Exercise goal:
From the data underneath, reproduce exactly the stretch that begins at the line with "pub struct WorkspacePathResolver;" and ends after the line with "fn default_preferred_port() ->".
::: Excerpted data :::
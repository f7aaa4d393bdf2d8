//! Contract with the per-spec API router mounted at `/api/specs/{specId}`.
//!
//! The server resolves the session behind `specId`, derives its path mapping
//! and helper objects, and hands them to the delegate as an explicit
//! [`SpecContext`] together with the request.

use async_trait::async_trait;
use axum::{
    extract::Request,
    http::StatusCode,
    response::{IntoResponse, Response},
    Json,
};
use serde::Serialize;
use std::io;
use std::path::{Path, PathBuf};

use crate::sessions::Session;

/// Well-known locations derived from a session's working directory.
#[derive(Debug, Clone, PartialEq, Eq, Serialize)]
pub struct PathMapping {
    pub cwd: PathBuf,
    pub config_path: PathBuf,
    pub base_path: PathBuf,
    pub captures_path: PathBuf,
    pub gitignore_path: PathBuf,
    pub spec_store_path: PathBuf,
    pub example_requests_path: PathBuf,
}

impl PathMapping {
    /// The `.optic` workspace layout rooted at `cwd`.
    pub fn for_workspace(cwd: impl Into<PathBuf>) -> Self {
        let cwd = cwd.into();
        let base_path = cwd.join(".optic");
        Self {
            config_path: cwd.join("optic.yml"),
            captures_path: base_path.join("captures"),
            gitignore_path: base_path.join(".gitignore"),
            spec_store_path: base_path.join("api").join("specification.json"),
            example_requests_path: base_path.join("api").join("example-requests"),
            base_path,
            cwd,
        }
    }
}

/// Access to recorded captures under [`PathMapping::captures_path`].
#[derive(Debug, Clone, PartialEq, Eq)]
pub struct CapturesHelpers {
    captures_path: PathBuf,
}

impl CapturesHelpers {
    pub fn new(captures_path: impl Into<PathBuf>) -> Self {
        Self {
            captures_path: captures_path.into(),
        }
    }

    pub fn captures_path(&self) -> &Path {
        &self.captures_path
    }

    pub fn capture_dir(&self, capture_id: &str) -> PathBuf {
        self.captures_path.join(capture_id)
    }

    /// Ids of all captures on disk, sorted. A missing directory means none.
    pub async fn list_captures(&self) -> io::Result<Vec<String>> {
        let mut entries = match tokio::fs::read_dir(&self.captures_path).await {
            Ok(entries) => entries,
            Err(e) if e.kind() == io::ErrorKind::NotFound => return Ok(Vec::new()),
            Err(e) => return Err(e),
        };

        let mut ids = Vec::new();
        while let Some(entry) = entries.next_entry().await? {
            if entry.file_type().await?.is_dir() {
                ids.push(entry.file_name().to_string_lossy().into_owned());
            }
        }
        ids.sort();
        Ok(ids)
    }
}

/// Access to saved example requests under [`PathMapping::example_requests_path`].
#[derive(Debug, Clone, PartialEq, Eq)]
pub struct ExampleRequestsHelpers {
    example_requests_path: PathBuf,
}

impl ExampleRequestsHelpers {
    pub fn new(example_requests_path: impl Into<PathBuf>) -> Self {
        Self {
            example_requests_path: example_requests_path.into(),
        }
    }

    pub fn example_requests_path(&self) -> &Path {
        &self.example_requests_path
    }

    pub fn example_file(&self, request_id: &str) -> PathBuf {
        self.example_requests_path.join(format!("{request_id}.json"))
    }

    /// Examples saved for `request_id`. A missing file means none.
    pub async fn get_examples(&self, request_id: &str) -> io::Result<Vec<serde_json::Value>> {
        let bytes = match tokio::fs::read(self.example_file(request_id)).await {
            Ok(bytes) => bytes,
            Err(e) if e.kind() == io::ErrorKind::NotFound => return Ok(Vec::new()),
            Err(e) => return Err(e),
        };

        serde_json::from_slice(&bytes).map_err(|e| io::Error::new(io::ErrorKind::InvalidData, e))
    }
}

/// Everything a delegate needs to serve one spec-scoped request.
#[derive(Debug, Clone)]
pub struct SpecContext {
    pub spec_id: String,
    pub session: Session,
    pub paths: PathMapping,
    pub captures: CapturesHelpers,
    pub example_requests: ExampleRequestsHelpers,
}

impl SpecContext {
    pub fn new(session: Session, paths: PathMapping) -> Self {
        Self {
            spec_id: session.id.clone(),
            captures: CapturesHelpers::new(&paths.captures_path),
            example_requests: ExampleRequestsHelpers::new(&paths.example_requests_path),
            session,
            paths,
        }
    }
}

/// Derives a [`PathMapping`] for a session.
#[async_trait]
pub trait PathMappingResolver: Send + Sync + 'static {
    async fn resolve(&self, session: &Session) -> io::Result<PathMapping>;
}

/// Treats the session path as the workspace root.
#[derive(Debug, Clone, Copy, Default)]
pub struct WorkspacePathResolver;

#[async_trait]
impl PathMappingResolver for WorkspacePathResolver {
    async fn resolve(&self, session: &Session) -> io::Result<PathMapping> {
        Ok(PathMapping::for_workspace(&session.path))
    }
}

/// The delegate mounted at `/api/specs/{specId}`.
///
/// `request` has the mount prefix stripped: a call to
/// `/api/specs/3/captures?limit=1` arrives as `/captures?limit=1`.
#[async_trait]
pub trait SpecRouter: Send + Sync + 'static {
    async fn handle(&self, ctx: SpecContext, request: Request) -> Response;
}

/// Placeholder delegate for a server started without a spec router.
#[derive(Debug, Clone, Copy, Default)]
pub struct UnmountedSpecRouter;

#[async_trait]
impl SpecRouter for UnmountedSpecRouter {
    async fn handle(&self, ctx: SpecContext, _request: Request) -> Response {
        (
            StatusCode::NOT_IMPLEMENTED,
            Json(serde_json::json!({
                "error": format!("no spec router is mounted for spec {}", ctx.spec_id),
            })),
        )
            .into_response()
    }
}
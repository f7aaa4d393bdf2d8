//! Infrastructure configuration - fixed for the lifetime of the process.

use serde::{Deserialize, Serialize};
use std::net::{IpAddr, Ipv4Addr};
use std::path::PathBuf;

/// Well-known port the server tries before falling back to an ephemeral one.
pub const DEFAULT_PREFERRED_PORT: u16 = 34444;

/// Listener settings.
#[derive(Debug, Clone, PartialEq, Eq, Serialize, Deserialize)]
pub struct BindConfig {
    /// Interface to listen on.
    /// Default: 127.0.0.1
    #[serde(default = "BindConfig::default_host")]
    pub host: IpAddr,

    /// Port tried first; 0 means "always ephemeral".
    /// Default: 34444
    #[serde(default = "BindConfig::default_preferred_port")]
    pub preferred_port: u16,
}

impl BindConfig {
    fn default_host() -> IpAddr {
        IpAddr::V4(Ipv4Addr::LOCALHOST)
    }

    fn default_preferred_port() -> u16 {
        DEFAULT_PREFERRED_PORT
    }
}

impl Default for BindConfig {
    fn default() -> Self {
        Self {
            host: Self::default_host(),
            preferred_port: Self::default_preferred_port(),
        }
    }
}

/// Filesystem locations used by the server.
#[derive(Debug, Clone, PartialEq, Eq, Serialize, Deserialize)]
pub struct PathsConfig {
    /// Root of the bundled resources; the UI lives under `react/`.
    /// Default: `<exe dir>/../resources`
    #[serde(default = "PathsConfig::default_resource_root")]
    pub resource_root: PathBuf,
}

impl PathsConfig {
    pub(crate) fn default_resource_root() -> PathBuf {
        std::env::current_exe()
            .ok()
            .and_then(|exe| exe.parent().map(|dir| dir.join("../resources")))
            .unwrap_or_else(|| PathBuf::from("resources"))
    }
}

impl Default for PathsConfig {
    fn default() -> Self {
        Self {
            resource_root: Self::default_resource_root(),
        }
    }
}

/// Logging and trace export.
#[derive(Debug, Clone, PartialEq, Eq, Serialize, Deserialize)]
pub struct TelemetryConfig {
    /// `EnvFilter` directive string.
    /// Default: info
    #[serde(default = "TelemetryConfig::default_log_level")]
    pub log_level: String,

    /// OTLP gRPC endpoint. Unset disables span export.
    #[serde(default)]
    pub otlp_endpoint: Option<String>,
}

impl TelemetryConfig {
    fn default_log_level() -> String {
        "info".to_string()
    }
}

impl Default for TelemetryConfig {
    fn default() -> Self {
        Self {
            log_level: Self::default_log_level(),
            otlp_endpoint: None,
        }
    }
}

/// Admin channel settings.
#[derive(Debug, Clone, Default, PartialEq, Eq, Serialize, Deserialize)]
pub struct AdminConfig {
    /// Shared secret handed to the server by its launcher.
    #[serde(default)]
    pub jwt_secret: Option<String>,
}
:::
Response to this task:
pub struct WorkspacePathResolver;

#[async_trait]
impl PathMappingResolver for WorkspacePathResolver {
    async fn resolve(&self, session: &Session) -> io::Result<PathMapping> {
        Ok(PathMapping::for_workspace(&session.path))
    }
}

/// The delegate mounted at `/api/specs/{specId}`.
///
/// `request` has the mount prefix stripped: a call to
/// `/api/specs/3/captures?limit=1` arrives as `/captures?limit=1`.
#[async_trait]
pub trait SpecRouter: Send + Sync + 'static {
    async fn handle(&self, ctx: SpecContext, request: Request) -> Response;
}

/// Placeholder delegate for a server started without a spec router.
#[derive(Debug, Clone, Copy, Default)]
pub struct UnmountedSpecRouter;

#[async_trait]
impl SpecRouter for UnmountedSpecRouter {
    async fn handle(&self, ctx: SpecContext, _request: Request) -> Response {
        (
            StatusCode::NOT_IMPLEMENTED,
            Json(serde_json::json!({
                "error": format!("no spec router is mounted for spec {}", ctx.spec_id),
            })),
        )
            .into_response()
    }
}
repository f7aaa4d393bdf2d8
//! Infrastructure configuration - fixed for the lifetime of the process.

use serde::{Deserialize, Serialize};
use std::net::{IpAddr, Ipv4Addr};
use std::path::PathBuf;

/// Well-known port the server tries before falling back to an ephemeral one.
pub const DEFAULT_PREFERRED_PORT: u16 = 34444;

/// Listener settings.
#[derive(Debug, Clone, PartialEq, Eq, Serialize, Deserialize)]
pub struct BindConfig {
    /// Interface to listen on.
    /// Default: 127.0.0.1
    #[serde(default = "BindConfig::default_host")]
    pub host: IpAddr,

    /// Port tried first; 0 means "always ephemeral".
    /// Default: 34444
    #[serde(default = "BindConfig::default_preferred_port")]
    pub preferred_port: u16,
}

impl BindConfig {
    fn default_host() -> IpAddr {
        IpAddr::V4(Ipv4Addr::LOCALHOST)
    }

    fn default_preferred_port() -> u16 {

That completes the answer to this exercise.